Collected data
________

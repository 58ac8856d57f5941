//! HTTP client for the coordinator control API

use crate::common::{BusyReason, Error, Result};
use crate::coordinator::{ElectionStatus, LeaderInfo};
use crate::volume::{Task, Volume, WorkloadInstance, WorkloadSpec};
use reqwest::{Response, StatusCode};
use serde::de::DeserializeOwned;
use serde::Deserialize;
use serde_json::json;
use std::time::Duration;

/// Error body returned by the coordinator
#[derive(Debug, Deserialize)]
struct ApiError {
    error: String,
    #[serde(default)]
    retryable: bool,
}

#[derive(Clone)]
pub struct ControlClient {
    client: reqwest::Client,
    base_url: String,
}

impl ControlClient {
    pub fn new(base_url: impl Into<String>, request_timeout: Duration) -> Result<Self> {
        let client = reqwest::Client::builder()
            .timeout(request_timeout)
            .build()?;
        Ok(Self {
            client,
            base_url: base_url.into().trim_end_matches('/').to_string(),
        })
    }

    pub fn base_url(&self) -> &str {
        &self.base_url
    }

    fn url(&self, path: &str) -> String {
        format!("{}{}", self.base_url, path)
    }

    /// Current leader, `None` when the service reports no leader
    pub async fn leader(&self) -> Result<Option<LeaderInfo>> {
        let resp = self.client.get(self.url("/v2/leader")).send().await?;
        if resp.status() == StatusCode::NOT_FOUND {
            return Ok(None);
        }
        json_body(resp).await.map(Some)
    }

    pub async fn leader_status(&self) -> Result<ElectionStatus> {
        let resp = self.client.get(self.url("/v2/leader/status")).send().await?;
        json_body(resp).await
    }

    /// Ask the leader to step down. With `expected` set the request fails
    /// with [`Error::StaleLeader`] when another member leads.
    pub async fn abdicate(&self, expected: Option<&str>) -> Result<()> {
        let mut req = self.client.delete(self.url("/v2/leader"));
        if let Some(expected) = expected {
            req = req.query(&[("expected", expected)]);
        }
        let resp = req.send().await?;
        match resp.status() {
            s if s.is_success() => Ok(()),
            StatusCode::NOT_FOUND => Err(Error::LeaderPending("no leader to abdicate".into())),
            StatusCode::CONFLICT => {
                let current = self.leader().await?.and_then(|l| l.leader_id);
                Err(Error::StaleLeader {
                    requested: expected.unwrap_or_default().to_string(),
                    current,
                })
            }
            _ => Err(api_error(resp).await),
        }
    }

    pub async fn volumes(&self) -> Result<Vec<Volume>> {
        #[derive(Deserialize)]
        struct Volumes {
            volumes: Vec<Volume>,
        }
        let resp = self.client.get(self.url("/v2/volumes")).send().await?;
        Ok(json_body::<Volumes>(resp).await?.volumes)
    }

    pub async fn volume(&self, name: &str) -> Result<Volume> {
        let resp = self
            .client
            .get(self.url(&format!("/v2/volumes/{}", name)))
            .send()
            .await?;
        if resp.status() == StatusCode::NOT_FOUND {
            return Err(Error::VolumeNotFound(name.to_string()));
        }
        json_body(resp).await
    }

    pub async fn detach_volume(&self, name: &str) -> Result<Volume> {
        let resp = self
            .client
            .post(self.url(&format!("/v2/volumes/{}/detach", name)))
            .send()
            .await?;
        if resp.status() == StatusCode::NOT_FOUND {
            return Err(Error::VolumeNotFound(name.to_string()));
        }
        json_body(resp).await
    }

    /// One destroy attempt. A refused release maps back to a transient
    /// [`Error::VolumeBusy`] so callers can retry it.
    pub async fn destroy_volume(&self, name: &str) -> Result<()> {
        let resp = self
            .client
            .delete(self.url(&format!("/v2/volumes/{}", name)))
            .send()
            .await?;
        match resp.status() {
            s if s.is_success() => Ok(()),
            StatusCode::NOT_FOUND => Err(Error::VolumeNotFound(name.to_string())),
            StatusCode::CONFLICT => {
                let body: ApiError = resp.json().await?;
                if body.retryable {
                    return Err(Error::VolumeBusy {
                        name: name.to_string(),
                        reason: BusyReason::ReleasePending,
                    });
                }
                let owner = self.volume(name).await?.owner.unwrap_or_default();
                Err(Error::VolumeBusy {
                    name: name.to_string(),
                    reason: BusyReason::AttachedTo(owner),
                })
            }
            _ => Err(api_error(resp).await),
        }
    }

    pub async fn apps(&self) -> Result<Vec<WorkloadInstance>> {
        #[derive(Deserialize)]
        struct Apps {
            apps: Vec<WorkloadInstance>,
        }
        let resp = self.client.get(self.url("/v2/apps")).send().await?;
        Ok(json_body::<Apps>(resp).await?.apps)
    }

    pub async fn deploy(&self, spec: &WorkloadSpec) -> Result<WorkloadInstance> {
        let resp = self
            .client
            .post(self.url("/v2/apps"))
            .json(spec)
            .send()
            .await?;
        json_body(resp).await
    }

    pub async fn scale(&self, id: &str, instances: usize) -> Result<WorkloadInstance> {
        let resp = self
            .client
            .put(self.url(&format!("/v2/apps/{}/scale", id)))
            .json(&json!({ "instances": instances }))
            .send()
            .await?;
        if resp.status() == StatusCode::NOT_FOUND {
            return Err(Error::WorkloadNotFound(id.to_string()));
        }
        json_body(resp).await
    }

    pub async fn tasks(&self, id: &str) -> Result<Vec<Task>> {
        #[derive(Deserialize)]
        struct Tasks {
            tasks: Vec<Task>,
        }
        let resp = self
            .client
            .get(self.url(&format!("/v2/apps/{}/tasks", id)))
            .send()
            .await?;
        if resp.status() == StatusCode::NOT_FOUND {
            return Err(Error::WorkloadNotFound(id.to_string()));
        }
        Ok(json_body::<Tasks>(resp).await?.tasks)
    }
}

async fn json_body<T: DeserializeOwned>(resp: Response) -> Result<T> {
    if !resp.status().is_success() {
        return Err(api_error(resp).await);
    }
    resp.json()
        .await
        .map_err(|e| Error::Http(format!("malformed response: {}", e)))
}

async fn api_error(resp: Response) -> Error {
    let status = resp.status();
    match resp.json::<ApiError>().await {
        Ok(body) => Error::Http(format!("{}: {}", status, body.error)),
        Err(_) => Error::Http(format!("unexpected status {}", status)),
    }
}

________

Directions.
Each record must be copied out exactly and in full.

Solved problem.
repository 58ac8856d57f5941
//! HTTP client for the coordinator control API

use crate::common::{BusyReason, Error, Result};
use crate::coordinator::{ElectionStatus, LeaderInfo};
use crate::volume::{Task, Volume, WorkloadInstance, WorkloadSpec};
use reqwest::{Response, StatusCode};
use serde::de::DeserializeOwned;
use serde::Deserialize;
use serde_json::json;
use std::time::Duration;

/// Error body returned by the coordinator
#[derive(Debug, Deserialize)]
struct ApiError {
    error: String,
    #[serde(default)]
    retryable: bool,
}

#[derive(Clone)]
pub struct ControlClient {
    client: reqwest::Client,
    base_url: String,
}

impl ControlClient {
    pub fn new(base_url: impl Into<String>, request_timeout: Duration) -> Result<Self> {
        let client = reqwest::Client::builder()
            .timeout(request_timeout)
            .build()?;
        Ok(Self {
            client,
            base_url: base_url.into().trim_end_matches('/').to_string(),
        })
    }

    pub fn base_url(&self) -> &str {
        &self.base_url
    }

    fn url(&self, path: &str) -> String {
        format!("{}{}", self.base_url, path)
    }

    /// Current leader, `None` when the service reports no leader
    pub async fn leader(&self) -> Result<Option<LeaderInfo>> {
        let resp = self.client.get(self.url("/v2/leader")).send().await?;
        if resp.status() == StatusCode::NOT_FOUND {
            return Ok(None);
        }
        json_body(resp).await.map(Some)
    }

    pub async fn leader_status(&self) -> Result<ElectionStatus> {
        let resp = self.client.get(self.url("/v2/leader/status")).send().await?;
        json_body(resp).await
    }

    /// Ask the leader to step down. With `expected` set the request fails
    /// with [`Error::StaleLeader`] when another member leads.
    pub async fn abdicate(&self, expected: Option<&str>) -> Result<()> {
        let mut req = self.client.delete(self.url("/v2/leader"));
        if let Some(expected) = expected {
            req = req.query(&[("expected", expected)]);
        }
        let resp = req.send().await?;
        match resp.status() {
            s if s.is_success() => Ok(()),
            StatusCode::NOT_FOUND => Err(Error::LeaderPending("no leader to abdicate".into())),
            StatusCode::CONFLICT => {
                let current = self.leader().await?.and_then(|l| l.leader_id);
                Err(Error::StaleLeader {
                    requested: expected.unwrap_or_default().to_string(),
                    current,
                })
            }
            _ => Err(api_error(resp).await),
        }
    }

    pub async fn volumes(&self) -> Result<Vec<Volume>> {
        #[derive(Deserialize)]
        struct Volumes {
            volumes: Vec<Volume>,
        }
        let resp = self.client.get(self.url("/v2/volumes")).send().await?;
        Ok(json_body::<Volumes>(resp).await?.volumes)
    }

    pub async fn volume(&self, name: &str) -> Result<Volume> {
        let resp = self
            .client
            .get(self.url(&format!("/v2/volumes/{}", name)))
            .send()
            .await?;
        if resp.status() == StatusCode::NOT_FOUND {
            return Err(Error::VolumeNotFound(name.to_string()));
        }
        json_body(resp).await
    }

    pub async fn detach_volume(&self, name: &str) -> Result<Volume> {
        let resp = self
            .client
            .post(self.url(&format!("/v2/volumes/{}/detach", name)))
            .send()
            .await?;
        if resp.status() == StatusCode::NOT_FOUND {
            return Err(Error::VolumeNotFound(name.to_string()));
        }
        json_body(resp).await
    }

    /// One destroy attempt. A refused release maps back to a transient
    /// [`Error::VolumeBusy`] so callers can retry it.
    pub async fn destroy_volume(&self, name: &str) -> Result<()> {
        let resp = self
            .client
            .delete(self.url(&format!("/v2/volumes/{}", name)))
            .send()
            .await?;
        match resp.status() {
            s if s.is_success() => Ok(()),
            StatusCode::NOT_FOUND => Err(Error::VolumeNotFound(name.to_string())),
            StatusCode::CONFLICT => {
                let body: ApiError = resp.json().await?;
                if body.retryable {
                    return Err(Error::VolumeBusy {
                        name: name.to_string(),
                        reason: BusyReason::ReleasePending,
                    });
                }
                let owner = self.volume(name).await?.owner.unwrap_or_default();
                Err(Error::VolumeBusy {
                    name: name.to_string(),
                    reason: BusyReason::AttachedTo(owner),
                })
            }
            _ => Err(api_error(resp).await),
        }
    }

    pub async fn apps(&self) -> Result<Vec<WorkloadInstance>> {
        #[derive(Deserialize)]
        struct Apps {
            apps: Vec<WorkloadInstance>,
        }
        let resp = self.client.get(self.url("/v2/apps")).send().await?;
        Ok(json_body::<Apps>(resp).await?.apps)
    }

    pub async fn deploy(&self, spec: &WorkloadSpec) -> Result<WorkloadInstance> {
        let resp = self
            .client
            .post(self.url("/v2/apps"))
            .json(spec)
            .send()
            .await?;
        json_body(resp).await
    }

    pub async fn scale(&self, id: &str, instances: usize) -> Result<WorkloadInstance> {
        let resp = self
            .client
            .put(self.url(&format!("/v2/apps/{}/scale", id)))
            .json(&json!({ "instances": instances }))
            .send()
            .await?;
        if resp.status() == StatusCode::NOT_FOUND {
            return Err(Error::WorkloadNotFound(id.to_string()));
        }
        json_body(resp).await
    }

    pub async fn tasks(&self, id: &str) -> Result<Vec<Task>> {
        #[derive(Deserialize)]
        struct Tasks {
            tasks: Vec<Task>,
        }
        let resp = self
            .client
            .get(self.url(&format!("/v2/apps/{}/tasks", id)))
            .send()
            .await?;
        if resp.status() == StatusCode::NOT_FOUND {
            return Err(Error::WorkloadNotFound(id.to_string()));
        }
        Ok(json_body::<Tasks>(resp).await?.tasks)
    }
}

async fn json_body<T: DeserializeOwned>(resp: Response) -> Result<T> {
    if !resp.status().is_success() {
        return Err(api_error(resp).await);
    }
    resp.json()
        .await
        .map_err(|e| Error::Http(format!("malformed response: {}", e)))
}

async fn api_error(resp: Response) -> Error {
    let status = resp.status();
    match resp.json::<ApiError>().await {
        Ok(body) => Error::Http(format!("{}: {}", status, body.error)),
        Err(_) => Error::Http(format!("unexpected status {}", status)),
    }
}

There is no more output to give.